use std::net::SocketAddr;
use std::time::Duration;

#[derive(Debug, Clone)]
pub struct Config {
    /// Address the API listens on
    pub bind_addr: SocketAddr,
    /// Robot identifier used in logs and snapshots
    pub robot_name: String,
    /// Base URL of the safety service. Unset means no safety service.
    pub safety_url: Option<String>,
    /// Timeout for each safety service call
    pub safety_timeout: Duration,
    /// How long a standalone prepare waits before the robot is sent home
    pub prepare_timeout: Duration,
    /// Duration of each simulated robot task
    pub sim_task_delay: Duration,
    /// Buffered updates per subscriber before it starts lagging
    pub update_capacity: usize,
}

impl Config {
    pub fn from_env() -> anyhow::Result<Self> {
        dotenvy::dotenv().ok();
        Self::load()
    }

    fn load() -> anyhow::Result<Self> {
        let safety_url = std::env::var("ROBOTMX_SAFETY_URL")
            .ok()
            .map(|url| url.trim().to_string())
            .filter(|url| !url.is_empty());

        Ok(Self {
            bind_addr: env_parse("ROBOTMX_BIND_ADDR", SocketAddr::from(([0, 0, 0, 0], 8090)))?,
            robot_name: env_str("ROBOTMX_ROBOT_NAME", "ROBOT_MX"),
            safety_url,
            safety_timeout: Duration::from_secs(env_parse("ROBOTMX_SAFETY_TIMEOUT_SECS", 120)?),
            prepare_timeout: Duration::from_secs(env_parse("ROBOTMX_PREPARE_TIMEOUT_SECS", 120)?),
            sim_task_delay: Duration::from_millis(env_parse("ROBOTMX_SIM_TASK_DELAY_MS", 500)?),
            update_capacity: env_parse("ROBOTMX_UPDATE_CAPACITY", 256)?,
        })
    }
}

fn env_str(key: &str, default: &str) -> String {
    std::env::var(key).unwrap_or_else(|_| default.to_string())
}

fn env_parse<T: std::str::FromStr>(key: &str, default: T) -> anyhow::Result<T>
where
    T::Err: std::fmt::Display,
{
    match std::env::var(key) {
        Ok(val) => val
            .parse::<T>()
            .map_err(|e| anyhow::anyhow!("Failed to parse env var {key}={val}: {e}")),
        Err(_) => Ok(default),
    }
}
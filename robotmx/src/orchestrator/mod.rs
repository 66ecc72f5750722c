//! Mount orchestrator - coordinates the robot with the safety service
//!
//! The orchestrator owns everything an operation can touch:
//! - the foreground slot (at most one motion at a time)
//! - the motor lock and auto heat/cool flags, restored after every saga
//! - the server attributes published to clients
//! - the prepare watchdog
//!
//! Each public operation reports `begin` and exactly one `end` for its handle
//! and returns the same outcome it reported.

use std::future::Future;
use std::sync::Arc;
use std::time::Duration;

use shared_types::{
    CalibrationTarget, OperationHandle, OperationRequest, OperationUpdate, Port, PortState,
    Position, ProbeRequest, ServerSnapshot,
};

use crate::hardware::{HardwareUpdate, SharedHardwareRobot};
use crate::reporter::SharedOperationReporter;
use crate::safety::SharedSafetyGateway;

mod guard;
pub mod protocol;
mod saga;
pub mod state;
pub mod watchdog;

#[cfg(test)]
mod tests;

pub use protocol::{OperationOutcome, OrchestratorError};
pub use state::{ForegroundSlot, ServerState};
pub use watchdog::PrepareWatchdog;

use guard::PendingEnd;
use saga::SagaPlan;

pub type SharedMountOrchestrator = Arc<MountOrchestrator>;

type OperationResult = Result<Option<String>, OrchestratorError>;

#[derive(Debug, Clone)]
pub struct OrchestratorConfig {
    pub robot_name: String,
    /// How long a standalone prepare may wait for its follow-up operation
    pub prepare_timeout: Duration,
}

= = =

§ **Required action**
Give the listing above again in full, exactly as written.

§ **Your solution**
use std::net::SocketAddr;
use std::time::Duration;

#[derive(Debug, Clone)]
pub struct Config {
    /// Address the API listens on
    pub bind_addr: SocketAddr,
    /// Robot identifier used in logs and snapshots
    pub robot_name: String,
    /// Base URL of the safety service. Unset means no safety service.
    pub safety_url: Option<String>,
    /// Timeout for each safety service call
    pub safety_timeout: Duration,
    /// How long a standalone prepare waits before the robot is sent home
    pub prepare_timeout: Duration,
    /// Duration of each simulated robot task
    pub sim_task_delay: Duration,
    /// Buffered updates per subscriber before it starts lagging
    pub update_capacity: usize,
}

impl Config {
    pub fn from_env() -> anyhow::Result<Self> {
        dotenvy::dotenv().ok();
        Self::load()
    }

    fn load() -> anyhow::Result<Self> {
        let safety_url = std::env::var("ROBOTMX_SAFETY_URL")
            .ok()
            .map(|url| url.trim().to_string())
            .filter(|url| !url.is_empty());

        Ok(Self {
            bind_addr: env_parse("ROBOTMX_BIND_ADDR", SocketAddr::from(([0, 0, 0, 0], 8090)))?,
            robot_name: env_str("ROBOTMX_ROBOT_NAME", "ROBOT_MX"),
            safety_url,
            safety_timeout: Duration::from_secs(env_parse("ROBOTMX_SAFETY_TIMEOUT_SECS", 120)?),
            prepare_timeout: Duration::from_secs(env_parse("ROBOTMX_PREPARE_TIMEOUT_SECS", 120)?),
            sim_task_delay: Duration::from_millis(env_parse("ROBOTMX_SIM_TASK_DELAY_MS", 500)?),
            update_capacity: env_parse("ROBOTMX_UPDATE_CAPACITY", 256)?,
        })
    }
}

fn env_str(key: &str, default: &str) -> String {
    std::env::var(key).unwrap_or_else(|_| default.to_string())
}

fn env_parse<T: std::str::FromStr>(key: &str, default: T) -> anyhow::Result<T>
where
    T::Err: std::fmt::Display,
{
    match std::env::var(key) {
        Ok(val) => val
            .parse::<T>()
            .map_err(|e| anyhow::anyhow!("Failed to parse env var {key}={val}: {e}")),
        Err(_) => Ok(default),
    }
}
filename robotmx/src/orchestrator/mod.rs
repository 66ecc72f5750722c
//! Mount orchestrator - coordinates the robot with the safety service
//!
//! The orchestrator owns everything an operation can touch:
//! - the foreground slot (at most one motion at a time)
//! - the motor lock and auto heat/cool flags, restored after every saga
//! - the server attributes published to clients
//! - the prepare watchdog
//!
//! Each public operation reports `begin` and exactly one `end` for its handle
//! and returns the same outcome it reported.

use std::future::Future;
use std::sync::Arc;
use std::time::Duration;

use shared_types::{
    CalibrationTarget, OperationHandle, OperationRequest, OperationUpdate, Port, PortState,
    Position, ProbeRequest, ServerSnapshot,
};

use crate::hardware::{HardwareUpdate, SharedHardwareRobot};
use crate::reporter::SharedOperationReporter;
use crate::safety::SharedSafetyGateway;

mod guard;
pub mod protocol;
mod saga;
pub mod state;
pub mod watchdog;

#[cfg(test)]
mod tests;

pub use protocol::{OperationOutcome, OrchestratorError};
pub use state::{ForegroundSlot, ServerState};
pub use watchdog::PrepareWatchdog;

use guard::PendingEnd;
use saga::SagaPlan;

pub type SharedMountOrchestrator = Arc<MountOrchestrator>;

type OperationResult = Result<Option<String>, OrchestratorError>;

#[derive(Debug, Clone)]
pub struct OrchestratorConfig {
    pub robot_name: String,
    /// How long a standalone prepare may wait for its follow-up operation
    pub prepare_timeout: Duration,
}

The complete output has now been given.